TASK
The job is to find each line of the records below that includes the word "handlers" and copy it.

EXCERPTED RECORDS
====================

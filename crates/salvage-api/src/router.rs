//! Axum router construction for the game API.

use std::sync::Arc;

use axum::Router;
use axum::routing::{get, post};
use salvage_core::GameBackend;
use tower_http::cors::{Any, CorsLayer};
use tower_http::trace::TraceLayer;

use crate::handlers;
use crate::state::AppState;

/// Build the complete router over any backend.
///
/// CORS allows any origin; the auth proxy in front of the server is the
/// access boundary.
pub fn build_router<B: GameBackend>(state: Arc<AppState<B>>) -> Router {
    let cors = CorsLayer::new()
        .allow_origin(Any)
        .allow_methods(Any)
        .allow_headers(Any);

    Router::new()
        .route("/health", get(handlers::health))
        // Catalog
        .route("/api/catalog/resources", get(handlers::list_resources::<B>))
        .route("/api/catalog/buildings", get(handlers::list_buildings::<B>))
        // Player state
        .route("/api/inventory", get(handlers::inventory::<B>))
        .route("/api/harvester", get(handlers::harvester_status::<B>))
        .route("/api/harvester/harvest", post(handlers::harvest::<B>))
        .route("/api/buildings", get(handlers::owned_buildings::<B>))
        .route(
            "/api/buildings/{building_id}/collect",
            post(handlers::collect::<B>),
        )
        // Shop
        .route(
            "/api/shop/{building_type_id}/affordability",
            get(handlers::affordability::<B>),
        )
        .route(
            "/api/shop/{building_type_id}/purchase",
            post(handlers::purchase::<B>),
        )
        .layer(cors)
        .layer(TraceLayer::new_for_http())
        .with_state(state)
}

====================

ANSWER SECTION
use crate::handlers;
        .route("/health", get(handlers::health))
        .route("/api/catalog/resources", get(handlers::list_resources::<B>))
        .route("/api/catalog/buildings", get(handlers::list_buildings::<B>))
        .route("/api/inventory", get(handlers::inventory::<B>))
        .route("/api/harvester", get(handlers::harvester_status::<B>))
        .route("/api/harvester/harvest", post(handlers::harvest::<B>))
        .route("/api/buildings", get(handlers::owned_buildings::<B>))
            post(handlers::collect::<B>),
            get(handlers::affordability::<B>),
            post(handlers::purchase::<B>),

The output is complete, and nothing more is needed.